[[ Data listing open ]]

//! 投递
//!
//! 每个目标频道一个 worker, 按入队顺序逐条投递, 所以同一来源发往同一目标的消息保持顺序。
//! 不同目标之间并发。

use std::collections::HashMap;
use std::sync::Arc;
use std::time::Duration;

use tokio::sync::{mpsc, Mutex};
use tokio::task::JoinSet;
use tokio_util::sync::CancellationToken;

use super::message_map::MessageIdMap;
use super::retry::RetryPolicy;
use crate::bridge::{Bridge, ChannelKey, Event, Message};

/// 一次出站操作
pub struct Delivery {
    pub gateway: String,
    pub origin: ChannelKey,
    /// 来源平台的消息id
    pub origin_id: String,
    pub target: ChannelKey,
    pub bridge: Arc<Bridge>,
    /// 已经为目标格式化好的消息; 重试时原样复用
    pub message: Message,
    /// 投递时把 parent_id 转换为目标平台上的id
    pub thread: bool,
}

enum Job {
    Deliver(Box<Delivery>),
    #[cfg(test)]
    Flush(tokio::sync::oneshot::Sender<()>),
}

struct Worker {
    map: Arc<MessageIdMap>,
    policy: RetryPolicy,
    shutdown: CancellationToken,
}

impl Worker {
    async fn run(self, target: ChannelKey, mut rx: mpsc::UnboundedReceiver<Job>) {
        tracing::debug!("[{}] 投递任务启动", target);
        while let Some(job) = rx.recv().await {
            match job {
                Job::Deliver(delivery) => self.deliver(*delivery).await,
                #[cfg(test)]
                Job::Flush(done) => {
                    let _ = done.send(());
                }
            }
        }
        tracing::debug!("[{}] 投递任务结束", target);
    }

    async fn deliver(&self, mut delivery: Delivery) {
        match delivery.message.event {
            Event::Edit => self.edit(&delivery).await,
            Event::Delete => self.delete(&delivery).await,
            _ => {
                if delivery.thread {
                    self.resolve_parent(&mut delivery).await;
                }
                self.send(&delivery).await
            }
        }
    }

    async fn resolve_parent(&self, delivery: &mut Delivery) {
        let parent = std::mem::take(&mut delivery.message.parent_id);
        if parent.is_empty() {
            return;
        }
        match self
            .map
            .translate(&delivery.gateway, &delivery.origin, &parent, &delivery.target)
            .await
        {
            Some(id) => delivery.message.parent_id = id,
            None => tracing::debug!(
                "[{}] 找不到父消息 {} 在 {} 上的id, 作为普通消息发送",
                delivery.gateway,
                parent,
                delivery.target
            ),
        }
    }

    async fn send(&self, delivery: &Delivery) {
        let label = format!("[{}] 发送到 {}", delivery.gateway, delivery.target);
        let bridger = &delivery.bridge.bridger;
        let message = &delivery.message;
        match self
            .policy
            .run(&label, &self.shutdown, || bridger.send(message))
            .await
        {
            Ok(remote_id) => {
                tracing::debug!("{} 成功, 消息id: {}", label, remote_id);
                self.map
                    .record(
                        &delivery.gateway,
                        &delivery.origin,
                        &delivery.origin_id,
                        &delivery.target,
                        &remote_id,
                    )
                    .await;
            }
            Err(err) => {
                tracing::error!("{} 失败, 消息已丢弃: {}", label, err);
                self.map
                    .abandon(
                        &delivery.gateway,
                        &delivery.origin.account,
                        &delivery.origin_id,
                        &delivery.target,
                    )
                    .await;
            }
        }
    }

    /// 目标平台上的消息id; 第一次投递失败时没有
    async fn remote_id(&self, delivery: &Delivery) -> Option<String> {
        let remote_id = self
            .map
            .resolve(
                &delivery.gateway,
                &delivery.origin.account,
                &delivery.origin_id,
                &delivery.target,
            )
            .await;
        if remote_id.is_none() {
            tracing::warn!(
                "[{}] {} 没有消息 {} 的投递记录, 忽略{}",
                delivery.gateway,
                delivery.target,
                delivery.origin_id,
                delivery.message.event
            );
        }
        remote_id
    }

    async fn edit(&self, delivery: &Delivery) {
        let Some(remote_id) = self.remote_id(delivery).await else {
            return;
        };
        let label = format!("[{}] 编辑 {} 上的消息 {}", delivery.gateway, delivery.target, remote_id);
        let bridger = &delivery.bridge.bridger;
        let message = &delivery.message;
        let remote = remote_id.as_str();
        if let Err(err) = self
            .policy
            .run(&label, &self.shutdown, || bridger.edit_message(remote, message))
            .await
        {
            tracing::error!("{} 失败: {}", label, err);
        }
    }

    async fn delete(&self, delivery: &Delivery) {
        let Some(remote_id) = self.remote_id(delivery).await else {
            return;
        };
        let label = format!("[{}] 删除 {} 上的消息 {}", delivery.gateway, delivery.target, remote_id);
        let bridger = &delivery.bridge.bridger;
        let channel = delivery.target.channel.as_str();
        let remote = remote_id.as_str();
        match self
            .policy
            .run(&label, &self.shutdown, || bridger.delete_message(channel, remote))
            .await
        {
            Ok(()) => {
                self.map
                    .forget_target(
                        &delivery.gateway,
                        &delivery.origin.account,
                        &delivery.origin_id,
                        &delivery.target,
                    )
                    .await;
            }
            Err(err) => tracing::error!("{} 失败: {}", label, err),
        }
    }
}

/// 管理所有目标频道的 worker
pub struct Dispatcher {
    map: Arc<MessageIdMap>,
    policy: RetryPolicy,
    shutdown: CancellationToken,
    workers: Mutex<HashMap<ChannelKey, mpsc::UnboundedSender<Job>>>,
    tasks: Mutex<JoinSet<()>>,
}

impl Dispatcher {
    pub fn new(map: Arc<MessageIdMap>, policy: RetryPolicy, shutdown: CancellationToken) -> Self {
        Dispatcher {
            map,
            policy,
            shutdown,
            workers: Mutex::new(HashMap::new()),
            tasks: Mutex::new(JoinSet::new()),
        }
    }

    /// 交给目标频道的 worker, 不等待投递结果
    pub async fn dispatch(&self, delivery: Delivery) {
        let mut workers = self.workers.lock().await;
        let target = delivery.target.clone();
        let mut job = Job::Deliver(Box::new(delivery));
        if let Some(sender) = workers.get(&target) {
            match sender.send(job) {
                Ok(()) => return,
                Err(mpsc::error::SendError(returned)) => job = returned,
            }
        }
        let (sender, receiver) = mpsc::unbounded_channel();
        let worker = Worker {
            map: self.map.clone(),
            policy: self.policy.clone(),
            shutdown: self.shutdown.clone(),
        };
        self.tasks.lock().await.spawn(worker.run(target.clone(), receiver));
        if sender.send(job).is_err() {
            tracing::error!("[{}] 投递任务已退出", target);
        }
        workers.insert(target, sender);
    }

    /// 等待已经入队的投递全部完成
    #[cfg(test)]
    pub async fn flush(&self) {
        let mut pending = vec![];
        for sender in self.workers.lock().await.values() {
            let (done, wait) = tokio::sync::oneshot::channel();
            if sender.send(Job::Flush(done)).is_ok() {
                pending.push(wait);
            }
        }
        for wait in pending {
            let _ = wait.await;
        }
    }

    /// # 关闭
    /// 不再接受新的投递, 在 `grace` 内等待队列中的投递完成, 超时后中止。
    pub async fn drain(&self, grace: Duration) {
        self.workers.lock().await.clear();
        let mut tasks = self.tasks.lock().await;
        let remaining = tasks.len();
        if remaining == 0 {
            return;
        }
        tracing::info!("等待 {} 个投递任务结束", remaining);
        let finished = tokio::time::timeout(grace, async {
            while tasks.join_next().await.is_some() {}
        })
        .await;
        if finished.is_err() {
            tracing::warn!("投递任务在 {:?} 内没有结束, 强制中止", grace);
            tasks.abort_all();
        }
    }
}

[[ Data listing closed ]]
[[ Data listing open ]]

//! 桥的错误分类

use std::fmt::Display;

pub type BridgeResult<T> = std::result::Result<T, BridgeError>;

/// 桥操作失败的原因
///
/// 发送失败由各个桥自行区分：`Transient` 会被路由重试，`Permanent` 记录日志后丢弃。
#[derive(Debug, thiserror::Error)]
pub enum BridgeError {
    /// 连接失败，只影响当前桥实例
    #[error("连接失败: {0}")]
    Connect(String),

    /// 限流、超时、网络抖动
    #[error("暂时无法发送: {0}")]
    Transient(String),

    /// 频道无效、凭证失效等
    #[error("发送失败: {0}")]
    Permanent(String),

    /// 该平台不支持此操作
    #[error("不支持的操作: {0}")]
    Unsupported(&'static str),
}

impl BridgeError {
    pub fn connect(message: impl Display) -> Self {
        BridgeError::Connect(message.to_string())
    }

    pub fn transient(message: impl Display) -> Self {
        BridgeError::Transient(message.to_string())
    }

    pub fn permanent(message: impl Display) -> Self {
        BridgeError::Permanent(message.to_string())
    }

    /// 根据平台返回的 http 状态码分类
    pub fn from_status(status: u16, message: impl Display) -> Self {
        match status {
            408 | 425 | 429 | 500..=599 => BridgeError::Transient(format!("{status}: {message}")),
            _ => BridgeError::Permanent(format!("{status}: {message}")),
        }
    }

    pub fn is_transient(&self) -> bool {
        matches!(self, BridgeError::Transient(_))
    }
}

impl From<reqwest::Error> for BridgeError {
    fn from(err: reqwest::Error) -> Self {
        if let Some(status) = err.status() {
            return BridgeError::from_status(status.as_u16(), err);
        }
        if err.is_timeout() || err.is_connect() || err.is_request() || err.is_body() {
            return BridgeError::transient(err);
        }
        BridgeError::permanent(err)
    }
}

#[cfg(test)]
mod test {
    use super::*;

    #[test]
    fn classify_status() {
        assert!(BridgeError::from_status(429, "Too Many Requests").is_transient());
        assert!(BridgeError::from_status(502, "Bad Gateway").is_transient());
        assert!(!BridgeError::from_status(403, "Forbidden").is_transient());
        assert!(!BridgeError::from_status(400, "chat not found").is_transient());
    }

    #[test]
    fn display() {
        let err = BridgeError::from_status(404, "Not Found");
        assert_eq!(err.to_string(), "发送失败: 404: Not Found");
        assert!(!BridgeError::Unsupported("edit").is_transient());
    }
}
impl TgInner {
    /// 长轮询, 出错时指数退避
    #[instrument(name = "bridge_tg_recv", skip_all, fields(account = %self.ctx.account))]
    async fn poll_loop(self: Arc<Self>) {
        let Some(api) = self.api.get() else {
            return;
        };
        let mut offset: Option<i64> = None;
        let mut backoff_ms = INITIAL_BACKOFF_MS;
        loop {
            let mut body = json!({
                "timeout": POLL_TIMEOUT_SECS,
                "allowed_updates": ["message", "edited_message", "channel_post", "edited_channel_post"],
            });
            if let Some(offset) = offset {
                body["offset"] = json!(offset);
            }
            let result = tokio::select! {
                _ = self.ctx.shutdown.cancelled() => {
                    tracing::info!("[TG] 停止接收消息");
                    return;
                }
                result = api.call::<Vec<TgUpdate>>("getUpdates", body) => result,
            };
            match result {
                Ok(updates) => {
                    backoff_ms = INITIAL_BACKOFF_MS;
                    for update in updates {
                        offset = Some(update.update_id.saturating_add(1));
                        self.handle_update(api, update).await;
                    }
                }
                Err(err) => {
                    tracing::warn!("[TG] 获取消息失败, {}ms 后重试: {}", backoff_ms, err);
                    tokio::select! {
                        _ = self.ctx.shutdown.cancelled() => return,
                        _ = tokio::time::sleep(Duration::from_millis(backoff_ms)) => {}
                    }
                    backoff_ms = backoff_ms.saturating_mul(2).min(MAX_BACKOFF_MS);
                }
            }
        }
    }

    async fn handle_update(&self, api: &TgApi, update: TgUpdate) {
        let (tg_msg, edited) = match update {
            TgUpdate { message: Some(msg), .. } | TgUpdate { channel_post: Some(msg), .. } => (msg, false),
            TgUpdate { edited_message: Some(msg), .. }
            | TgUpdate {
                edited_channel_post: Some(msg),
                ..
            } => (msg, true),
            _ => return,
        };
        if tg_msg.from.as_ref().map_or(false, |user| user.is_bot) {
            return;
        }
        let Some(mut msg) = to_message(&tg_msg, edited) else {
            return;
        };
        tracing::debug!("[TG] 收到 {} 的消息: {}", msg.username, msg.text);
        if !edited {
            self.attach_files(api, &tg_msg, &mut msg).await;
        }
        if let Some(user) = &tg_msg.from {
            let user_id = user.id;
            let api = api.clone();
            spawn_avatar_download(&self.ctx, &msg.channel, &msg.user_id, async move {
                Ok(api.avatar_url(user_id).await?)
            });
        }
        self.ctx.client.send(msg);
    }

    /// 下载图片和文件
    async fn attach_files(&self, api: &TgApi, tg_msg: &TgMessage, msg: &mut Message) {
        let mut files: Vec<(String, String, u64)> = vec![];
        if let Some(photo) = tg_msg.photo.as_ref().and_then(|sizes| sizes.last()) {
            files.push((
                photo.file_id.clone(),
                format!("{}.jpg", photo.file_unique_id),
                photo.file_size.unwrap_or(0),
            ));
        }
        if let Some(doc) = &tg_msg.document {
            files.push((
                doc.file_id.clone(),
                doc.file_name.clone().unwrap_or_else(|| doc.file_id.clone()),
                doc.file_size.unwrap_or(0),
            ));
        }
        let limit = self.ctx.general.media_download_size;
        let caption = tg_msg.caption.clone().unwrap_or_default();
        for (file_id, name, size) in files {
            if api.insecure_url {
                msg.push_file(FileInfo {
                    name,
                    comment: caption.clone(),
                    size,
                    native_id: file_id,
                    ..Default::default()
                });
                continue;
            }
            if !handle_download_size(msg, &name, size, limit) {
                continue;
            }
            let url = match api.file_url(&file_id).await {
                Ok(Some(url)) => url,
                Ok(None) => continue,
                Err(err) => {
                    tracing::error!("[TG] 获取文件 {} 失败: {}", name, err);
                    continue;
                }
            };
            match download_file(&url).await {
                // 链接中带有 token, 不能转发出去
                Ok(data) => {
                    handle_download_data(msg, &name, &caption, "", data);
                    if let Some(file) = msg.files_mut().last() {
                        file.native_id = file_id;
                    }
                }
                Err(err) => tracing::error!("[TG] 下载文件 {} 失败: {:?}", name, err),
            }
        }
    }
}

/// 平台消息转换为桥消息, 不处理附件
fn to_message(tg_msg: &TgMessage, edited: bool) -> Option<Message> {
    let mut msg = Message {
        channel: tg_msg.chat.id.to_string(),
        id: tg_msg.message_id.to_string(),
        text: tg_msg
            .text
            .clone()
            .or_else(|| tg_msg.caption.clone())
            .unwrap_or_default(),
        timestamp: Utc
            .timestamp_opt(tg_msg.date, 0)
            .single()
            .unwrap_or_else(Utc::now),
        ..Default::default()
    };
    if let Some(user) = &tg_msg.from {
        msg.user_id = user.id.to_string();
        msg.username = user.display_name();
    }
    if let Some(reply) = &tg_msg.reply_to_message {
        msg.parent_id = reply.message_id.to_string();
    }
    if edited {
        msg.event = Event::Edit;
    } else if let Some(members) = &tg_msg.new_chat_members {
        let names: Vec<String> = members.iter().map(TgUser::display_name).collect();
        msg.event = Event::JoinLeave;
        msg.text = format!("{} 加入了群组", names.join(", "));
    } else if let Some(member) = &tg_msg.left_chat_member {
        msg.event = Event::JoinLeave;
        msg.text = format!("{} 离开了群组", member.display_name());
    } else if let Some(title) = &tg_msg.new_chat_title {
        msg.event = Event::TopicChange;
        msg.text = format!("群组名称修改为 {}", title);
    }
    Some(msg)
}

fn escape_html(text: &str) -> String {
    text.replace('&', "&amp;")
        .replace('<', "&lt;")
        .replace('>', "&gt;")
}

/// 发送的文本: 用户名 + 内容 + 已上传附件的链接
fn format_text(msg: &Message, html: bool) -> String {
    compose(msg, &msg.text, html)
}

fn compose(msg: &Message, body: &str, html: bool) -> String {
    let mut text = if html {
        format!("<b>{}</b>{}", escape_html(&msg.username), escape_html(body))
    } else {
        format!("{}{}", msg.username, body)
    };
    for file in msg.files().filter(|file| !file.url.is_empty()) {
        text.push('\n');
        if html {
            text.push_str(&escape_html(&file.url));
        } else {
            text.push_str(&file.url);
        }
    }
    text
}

[[ Data listing closed ]]
[[ Data listing open ]]

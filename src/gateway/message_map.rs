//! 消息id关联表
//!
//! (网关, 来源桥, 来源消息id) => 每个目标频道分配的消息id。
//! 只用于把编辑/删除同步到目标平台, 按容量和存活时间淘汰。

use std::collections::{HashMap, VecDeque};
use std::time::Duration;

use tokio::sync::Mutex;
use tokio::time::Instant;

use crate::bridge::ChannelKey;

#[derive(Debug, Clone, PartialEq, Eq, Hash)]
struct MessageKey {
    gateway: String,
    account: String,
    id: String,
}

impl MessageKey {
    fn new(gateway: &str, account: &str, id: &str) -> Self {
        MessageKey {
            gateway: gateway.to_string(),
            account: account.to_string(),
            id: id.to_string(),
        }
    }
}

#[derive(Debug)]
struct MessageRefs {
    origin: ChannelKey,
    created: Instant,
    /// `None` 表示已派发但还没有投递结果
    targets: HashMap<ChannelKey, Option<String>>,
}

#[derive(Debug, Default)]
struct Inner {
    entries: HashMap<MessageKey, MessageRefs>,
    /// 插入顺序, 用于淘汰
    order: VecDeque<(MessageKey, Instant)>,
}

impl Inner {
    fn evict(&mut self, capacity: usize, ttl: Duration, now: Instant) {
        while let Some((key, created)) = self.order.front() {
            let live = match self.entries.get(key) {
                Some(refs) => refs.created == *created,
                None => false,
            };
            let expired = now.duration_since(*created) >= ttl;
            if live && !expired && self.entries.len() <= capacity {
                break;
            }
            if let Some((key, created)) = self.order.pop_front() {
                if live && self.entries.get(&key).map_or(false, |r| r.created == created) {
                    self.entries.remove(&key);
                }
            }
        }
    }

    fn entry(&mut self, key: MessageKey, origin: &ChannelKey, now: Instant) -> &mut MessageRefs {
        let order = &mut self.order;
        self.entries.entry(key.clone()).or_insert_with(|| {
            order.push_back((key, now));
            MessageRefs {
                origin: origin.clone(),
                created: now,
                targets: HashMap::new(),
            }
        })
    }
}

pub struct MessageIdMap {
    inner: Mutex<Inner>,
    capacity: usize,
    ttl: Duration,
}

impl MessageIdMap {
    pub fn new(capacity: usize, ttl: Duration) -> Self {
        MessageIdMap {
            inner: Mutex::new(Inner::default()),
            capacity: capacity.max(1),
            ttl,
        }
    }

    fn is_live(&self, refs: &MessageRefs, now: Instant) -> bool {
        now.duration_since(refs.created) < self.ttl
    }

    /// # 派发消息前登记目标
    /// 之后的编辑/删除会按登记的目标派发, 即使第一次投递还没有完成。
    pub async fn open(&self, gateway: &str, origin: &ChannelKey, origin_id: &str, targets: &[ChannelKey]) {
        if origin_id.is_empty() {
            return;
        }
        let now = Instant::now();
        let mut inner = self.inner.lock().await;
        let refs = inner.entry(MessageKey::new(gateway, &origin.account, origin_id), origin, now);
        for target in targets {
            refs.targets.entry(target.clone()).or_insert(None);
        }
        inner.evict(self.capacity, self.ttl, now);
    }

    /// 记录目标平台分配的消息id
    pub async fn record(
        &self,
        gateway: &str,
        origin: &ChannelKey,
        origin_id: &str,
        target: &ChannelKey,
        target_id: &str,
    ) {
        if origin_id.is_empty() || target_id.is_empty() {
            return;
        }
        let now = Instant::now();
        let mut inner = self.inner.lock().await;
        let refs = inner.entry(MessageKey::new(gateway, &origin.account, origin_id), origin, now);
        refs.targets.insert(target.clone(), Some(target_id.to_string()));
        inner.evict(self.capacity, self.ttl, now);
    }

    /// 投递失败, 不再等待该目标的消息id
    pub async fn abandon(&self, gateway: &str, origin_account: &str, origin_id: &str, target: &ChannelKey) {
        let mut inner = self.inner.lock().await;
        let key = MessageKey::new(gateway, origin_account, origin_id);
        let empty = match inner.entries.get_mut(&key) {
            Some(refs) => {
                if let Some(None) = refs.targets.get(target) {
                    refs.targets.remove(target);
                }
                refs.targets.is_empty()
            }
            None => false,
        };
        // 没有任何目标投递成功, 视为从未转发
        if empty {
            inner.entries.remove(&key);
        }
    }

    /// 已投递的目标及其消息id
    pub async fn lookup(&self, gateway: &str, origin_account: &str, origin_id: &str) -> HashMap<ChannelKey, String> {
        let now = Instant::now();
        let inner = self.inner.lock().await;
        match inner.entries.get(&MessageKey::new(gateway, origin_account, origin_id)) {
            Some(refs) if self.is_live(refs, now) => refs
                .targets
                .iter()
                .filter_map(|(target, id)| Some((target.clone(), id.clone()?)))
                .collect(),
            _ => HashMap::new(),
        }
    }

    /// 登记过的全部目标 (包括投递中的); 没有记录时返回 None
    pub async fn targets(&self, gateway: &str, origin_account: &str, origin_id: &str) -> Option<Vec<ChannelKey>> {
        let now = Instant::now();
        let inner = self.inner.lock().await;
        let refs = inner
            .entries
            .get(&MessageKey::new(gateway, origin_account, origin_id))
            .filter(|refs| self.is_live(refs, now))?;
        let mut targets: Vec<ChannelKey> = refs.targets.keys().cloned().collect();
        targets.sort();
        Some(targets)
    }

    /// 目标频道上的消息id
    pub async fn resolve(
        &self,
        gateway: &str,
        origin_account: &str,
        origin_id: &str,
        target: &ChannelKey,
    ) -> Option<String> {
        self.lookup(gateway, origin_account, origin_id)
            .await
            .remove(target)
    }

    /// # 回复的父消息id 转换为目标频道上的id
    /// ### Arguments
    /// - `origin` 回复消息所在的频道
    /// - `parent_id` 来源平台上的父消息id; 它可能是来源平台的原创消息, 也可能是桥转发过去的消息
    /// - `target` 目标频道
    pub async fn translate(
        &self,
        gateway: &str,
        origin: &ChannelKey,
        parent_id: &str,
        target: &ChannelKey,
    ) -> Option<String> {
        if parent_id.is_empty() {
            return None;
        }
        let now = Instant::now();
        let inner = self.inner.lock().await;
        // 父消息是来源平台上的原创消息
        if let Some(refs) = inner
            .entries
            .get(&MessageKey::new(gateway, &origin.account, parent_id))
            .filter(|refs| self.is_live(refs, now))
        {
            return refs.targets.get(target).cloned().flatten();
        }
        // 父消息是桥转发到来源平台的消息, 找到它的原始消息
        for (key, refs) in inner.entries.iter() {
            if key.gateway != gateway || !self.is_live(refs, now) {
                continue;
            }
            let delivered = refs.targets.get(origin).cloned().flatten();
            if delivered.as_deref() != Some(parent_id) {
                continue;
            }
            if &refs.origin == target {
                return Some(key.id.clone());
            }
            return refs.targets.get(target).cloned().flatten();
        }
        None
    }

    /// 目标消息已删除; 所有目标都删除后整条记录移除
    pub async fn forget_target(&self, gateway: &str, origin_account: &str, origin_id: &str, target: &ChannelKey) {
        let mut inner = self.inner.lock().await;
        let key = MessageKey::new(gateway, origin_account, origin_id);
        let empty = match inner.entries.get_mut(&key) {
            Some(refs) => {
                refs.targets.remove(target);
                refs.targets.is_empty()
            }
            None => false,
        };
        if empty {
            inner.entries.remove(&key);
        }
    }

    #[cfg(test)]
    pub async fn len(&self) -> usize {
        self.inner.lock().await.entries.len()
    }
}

[[ Data listing closed ]]

▶ [Exercise brief] Look through the entries and return every line where "select" appears.

▶ [Completed exercise]
            let result = tokio::select! {
                    tokio::select! {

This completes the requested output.